Sunny Ithaca is my home. Atop her stands our seamark,
Mount Neriton’s leafy ridges shimmering in the wind.
Around her a ring of islands circle side-by-side,
Doulichon, Same, wooded Zacynthos too, but mine
Lies low and away, the farthest out to sea,
Rearing into the western dusk
While the others face the east and breaking day.

Odyssey 9.19–26 (Fagles translation)[2]

Bittlestone saw that none of the candidates to be Homeric Ithaca lay far enough west or low enough on the horizon and turned his attention to Kefalonia. He began with slow readings of all the geographical references to Ithaca in the Odyssey and reviewed the efforts ancient and modern to locate Ithaca, drawing on the help of James Diggle, professor of Greek and Latin at Cambridge.

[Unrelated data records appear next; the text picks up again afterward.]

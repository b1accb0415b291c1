// SPDX-License-Identifier: Apache-2.0

//! Work logging. A logged entry is planned against the client's open banks
//! first, then the plan, its entry slices, bank debits and any notification
//! drafts are committed in one store transaction.

use crate::auth::{authenticate, require_client_role};
use crate::failure::ApiFailure;
use crate::AppState;
use axum::extract::{Path, Query, State};
use axum::http::{HeaderMap, StatusCode};
use axum::Json;
use chrono::Utc;
use std::collections::BTreeMap;
use timebank_api::{
    parse_list_entries_params, ApiError, EntryLoggedResponse, ListResponse, LogEntryRequest,
};
use timebank_ledger::{next_status, plan_allocation, AllocationPlan};
use timebank_model::{check_work_date, parse_note, EntryId, Role, TimeEntry, Timebank, User};
use timebank_notify::{entry_logged_draft, slice_drafts_for_allocation};
use timebank_store::{EntryDraft, EntryFilter};

fn parse_entry_id(raw: &str) -> Result<EntryId, ApiFailure> {
    EntryId::parse(raw).map_err(|_| ApiError::invalid_param("id", "must be a uuid").into())
}

/// Banks as they will look after the plan commits, derived from the planned
/// slices so depletion drafts can be composed inside the same transaction.
fn predict_banks_after(
    state: &AppState,
    plan: &AllocationPlan,
) -> Result<Vec<Timebank>, ApiFailure> {
    let mut banks = Vec::with_capacity(plan.slices.len());
    for slice in &plan.slices {
        let mut bank = state.store.get_timebank(&slice.bank_id)?;
        bank.used_hours += slice.hours;
        bank.remaining_hours = slice.remaining_after;
        bank.status = next_status(bank.status, slice.remaining_after);
        banks.push(bank);
    }
    Ok(banks)
}

pub(crate) async fn log_entry_handler(
    State(state): State<AppState>,
    headers: HeaderMap,
    Json(body): Json<LogEntryRequest>,
) -> Result<(StatusCode, Json<EntryLoggedResponse>), ApiFailure> {
    let ctx = authenticate(&state, &headers)?;
    require_client_role(&ctx.user, &body.client_id, Role::Member)?;

    // Members log their own hours; managers and admins may log for others.
    let target: User = match body.user_id {
        Some(id) if id != ctx.user.id => {
            if ctx.user.role == Role::Member {
                return Err(ApiError::forbidden("log hours for another member").into());
            }
            let target = state.store.get_user(&id)?;
            if ctx.user.role == Role::Manager && target.client_id != Some(body.client_id) {
                return Err(ApiError::forbidden("target outside your client scope").into());
            }
            target
        }
        _ => ctx.user.clone(),
    };
    if !target.active {
        return Err(ApiError::conflict("user is deactivated").into());
    }

    check_work_date(body.work_date)
        .map_err(|e| ApiError::invalid_param("work_date", &e.0))?;
    let note = match &body.note {
        Some(raw) => {
            let parsed = parse_note(raw).map_err(|e| ApiError::invalid_param("note", &e.0))?;
            (!parsed.is_empty()).then_some(parsed)
        }
        None => None,
    };

    let client = state.store.get_client(&body.client_id)?;
    if !client.active {
        return Err(ApiError::conflict("client is deactivated").into());
    }
    let project = state.store.get_project(&body.project_id)?;
    if project.client_id != body.client_id {
        return Err(ApiError::invalid_param("project_id", "project belongs to another client").into());
    }
    if !project.active {
        return Err(ApiError::conflict("project is archived").into());
    }

    let snapshots = state.store.bank_snapshots(&body.client_id)?;
    let plan = plan_allocation(body.hours, &snapshots)?;

    let banks_after = predict_banks_after(&state, &plan)?;
    let mut drafts = slice_drafts_for_allocation(&client, &plan, &banks_after);
    if client.notify_on_entry {
        drafts.push(entry_logged_draft(
            &client,
            project.name.as_str(),
            target.name.as_str(),
            body.work_date,
            plan.total(),
        ));
    }

    let applied = state.store.apply_allocation(
        &body.client_id,
        &EntryDraft {
            project_id: body.project_id,
            user_id: target.id,
            work_date: body.work_date,
            note,
        },
        &plan,
        &drafts,
        Utc::now(),
    )?;
    tracing::info!(
        client_id = %body.client_id,
        user_id = %target.id,
        hours = %body.hours,
        slices = applied.entries.len(),
        "entry logged"
    );
    Ok((
        StatusCode::CREATED,
        Json(EntryLoggedResponse {
            entries: applied.entries,
            banks: applied.banks,
        }),
    ))
}

pub(crate) async fn list_entries_handler(
    State(state): State<AppState>,
    headers: HeaderMap,
    Query(query): Query<BTreeMap<String, String>>,
) -> Result<Json<ListResponse<TimeEntry>>, ApiFailure> {
    let ctx = authenticate(&state, &headers)?;
    let params = parse_list_entries_params(&query)?;

    // Scoped callers get their filters clamped rather than rejected.
    let mut filter = EntryFilter {
        client: params.client,
        project: params.project,
        user: params.user,
        bank: params.bank,
        from: params.from,
        to: params.to,
    };
    match ctx.user.role {
        Role::Admin => {}
        Role::Manager => {
            filter.client = Some(
                ctx.user
                    .client_id
                    .ok_or_else(|| ApiError::forbidden("no client scope"))?,
            );
        }
        Role::Member => {
            filter.client = Some(
                ctx.user
                    .client_id
                    .ok_or_else(|| ApiError::forbidden("no client scope"))?,
            );
            filter.user = Some(ctx.user.id);
        }
    }

    let page = state.store.list_entries(
        &filter,
        params.limit,
        params.cursor.as_deref(),
        &state.config.cursor_secret,
    )?;
    Ok(Json(ListResponse {
        items: page.items,
        next_cursor: page.next_cursor,
    }))
}

pub(crate) async fn get_entry_handler(
    State(state): State<AppState>,
    headers: HeaderMap,
    Path(id): Path<String>,
) -> Result<Json<TimeEntry>, ApiFailure> {
    let ctx = authenticate(&state, &headers)?;
    let id = parse_entry_id(&id)?;
    let entry = state.store.get_entry(&id)?;
    require_client_role(&ctx.user, &entry.client_id, Role::Member)?;
    if ctx.user.role == Role::Member && entry.user_id != ctx.user.id {
        return Err(ApiError::forbidden("read another member's entry").into());
    }
    Ok(Json(entry))
}

/// Deleting an entry credits its hours back to the bank it drew from.
pub(crate) async fn delete_entry_handler(
    State(state): State<AppState>,
    headers: HeaderMap,
    Path(id): Path<String>,
) -> Result<Json<Timebank>, ApiFailure> {
    let ctx = authenticate(&state, &headers)?;
    let id = parse_entry_id(&id)?;
    let entry = state.store.get_entry(&id)?;
    let own_entry = entry.user_id == ctx.user.id;
    if own_entry {
        require_client_role(&ctx.user, &entry.client_id, Role::Member)?;
    } else {
        require_client_role(&ctx.user, &entry.client_id, Role::Manager)?;
    }
    let bank = state.store.delete_entry(&id)?;
    tracing::info!(entry_id = %id, bank_id = %bank.id, "entry deleted");
    Ok(Json(bank))
}

#[cfg(test)]
mod tests {
    use super::*;
    use crate::handlers::test_support::{seed_client, seed_user, session_headers};
    use chrono::NaiveDate;
    use timebank_model::{Hours, ProjectName, TimebankName, TimebankStatus};
    use timebank_store::NewTimebank;

    fn seed_bank(state: &AppState, client: &timebank_model::Client, name: &str, centihours: i64) {
        state
            .store
            .create_timebank(
                &NewTimebank {
                    client_id: client.id,
                    name: TimebankName::parse(name).expect("name"),
                    purchased_hours: Hours::from_centihours(centihours),
                    purchased_at: NaiveDate::from_ymd_opt(2026, 1, 5).expect("date"),
                },
                Utc::now(),
            )
            .expect("bank");
    }

    fn seed_project(
        state: &AppState,
        client: &timebank_model::Client,
    ) -> timebank_model::Project {
        state
            .store
            .create_project(
                &client.id,
                &ProjectName::parse("Platform").expect("name"),
                Utc::now(),
            )
            .expect("project")
    }

    #[tokio::test]
    async fn logging_splits_across_banks_smallest_first() {
        let state = AppState::for_tests();
        let client = seed_client(&state, "Acme");
        let member = seed_user(&state, "m@acme.example", Role::Member, Some(client.id));
        let project = seed_project(&state, &client);
        seed_bank(&state, &client, "Small", 200);
        seed_bank(&state, &client, "Large", 4_000);

        let response = log_entry_handler(
            State(state.clone()),
            session_headers(&state, &member),
            Json(LogEntryRequest {
                client_id: client.id,
                project_id: project.id,
                hours: Hours::from_centihours(300),
                work_date: NaiveDate::from_ymd_opt(2026, 2, 3).expect("date"),
                note: Some("pairing".to_string()),
                user_id: None,
            }),
        )
        .await
        .expect("log");
        let (status, Json(body)) = response;
        assert_eq!(status, StatusCode::CREATED);
        assert_eq!(body.entries.len(), 2);
        assert_eq!(body.entries[0].hours, Hours::from_centihours(200));
        assert_eq!(body.entries[1].hours, Hours::from_centihours(100));
        assert!(body
            .banks
            .iter()
            .any(|b| b.status == TimebankStatus::Exhausted));
    }

    #[tokio::test]
    async fn member_cannot_log_for_someone_else() {
        let state = AppState::for_tests();
        let client = seed_client(&state, "Acme");
        let member = seed_user(&state, "m@acme.example", Role::Member, Some(client.id));
        let other = seed_user(&state, "o@acme.example", Role::Member, Some(client.id));
        let project = seed_project(&state, &client);
        seed_bank(&state, &client, "Bank", 1_000);

        let err = log_entry_handler(
            State(state.clone()),
            session_headers(&state, &member),
            Json(LogEntryRequest {
                client_id: client.id,
                project_id: project.id,
                hours: Hours::from_centihours(100),
                work_date: NaiveDate::from_ymd_opt(2026, 2, 3).expect("date"),
                note: None,
                user_id: Some(other.id),
            }),
        )
        .await
        .expect_err("proxy log");
        assert_eq!(err.0.code, timebank_api::ApiErrorCode::Forbidden);
    }

    #[tokio::test]
    async fn member_listing_is_clamped_to_their_own_entries() {
        let state = AppState::for_tests();
        let client = seed_client(&state, "Acme");
        let manager = seed_user(&state, "mgr@acme.example", Role::Manager, Some(client.id));
        let member = seed_user(&state, "m@acme.example", Role::Member, Some(client.id));
        let project = seed_project(&state, &client);
        seed_bank(&state, &client, "Bank", 10_000);

        for user in [&manager, &member] {
            log_entry_handler(
                State(state.clone()),
                session_headers(&state, user),
                Json(LogEntryRequest {
                    client_id: client.id,
                    project_id: project.id,
                    hours: Hours::from_centihours(100),
                    work_date: NaiveDate::from_ymd_opt(2026, 2, 3).expect("date"),
                    note: None,
                    user_id: None,
                }),
            )
            .await
            .expect("log");
        }

        let Json(page) = list_entries_handler(
            State(state.clone()),
            session_headers(&state, &member),
            Query(BTreeMap::new()),
        )
        .await
        .expect("list");
        assert_eq!(page.items.len(), 1);
        assert_eq!(page.items[0].user_id, member.id);
    }

    #[tokio::test]
    async fn deleting_an_entry_credits_the_bank_back() {
        let state = AppState::for_tests();
        let client = seed_client(&state, "Acme");
        let manager = seed_user(&state, "mgr@acme.example", Role::Manager, Some(client.id));
        let project = seed_project(&state, &client);
        seed_bank(&state, &client, "Bank", 1_000);

        let (_, Json(logged)) = log_entry_handler(
            State(state.clone()),
            session_headers(&state, &manager),
            Json(LogEntryRequest {
                client_id: client.id,
                project_id: project.id,
                hours: Hours::from_centihours(250),
                work_date: NaiveDate::from_ymd_opt(2026, 2, 3).expect("date"),
                note: None,
                user_id: None,
            }),
        )
        .await
        .expect("log");

        let Json(bank) = delete_entry_handler(
            State(state.clone()),
            session_headers(&state, &manager),
            Path(logged.entries[0].id.to_string()),
        )
        .await
        .expect("delete");
        assert_eq!(bank.remaining_hours, Hours::from_centihours(1_000));
        assert_eq!(bank.used_hours, Hours::ZERO);
    }
}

The alignment of the text and action of the epic with the geography of the Paliki peninsula on the west of the island (see Google Earth image below) proved to be a very close match. But for the Paliki peninsula actually to be Homeric Ithaca—the central insight—the isthmus today connecting Paliki to the main island would somehow have had to have been under water in epic times, an open channel. The discovery that the ancient geographer Strabo in the first century of the common era had written that the narrowest part of the isthmus was so low that it was often completely under water encouraged this line of investigation.[3] For the geological portion of the investigation, Bittlestone drew on the expertise of John Underhill, a professor of Stratigraphy at the University of Edinburgh. Both professors contributed technical appendices to the book.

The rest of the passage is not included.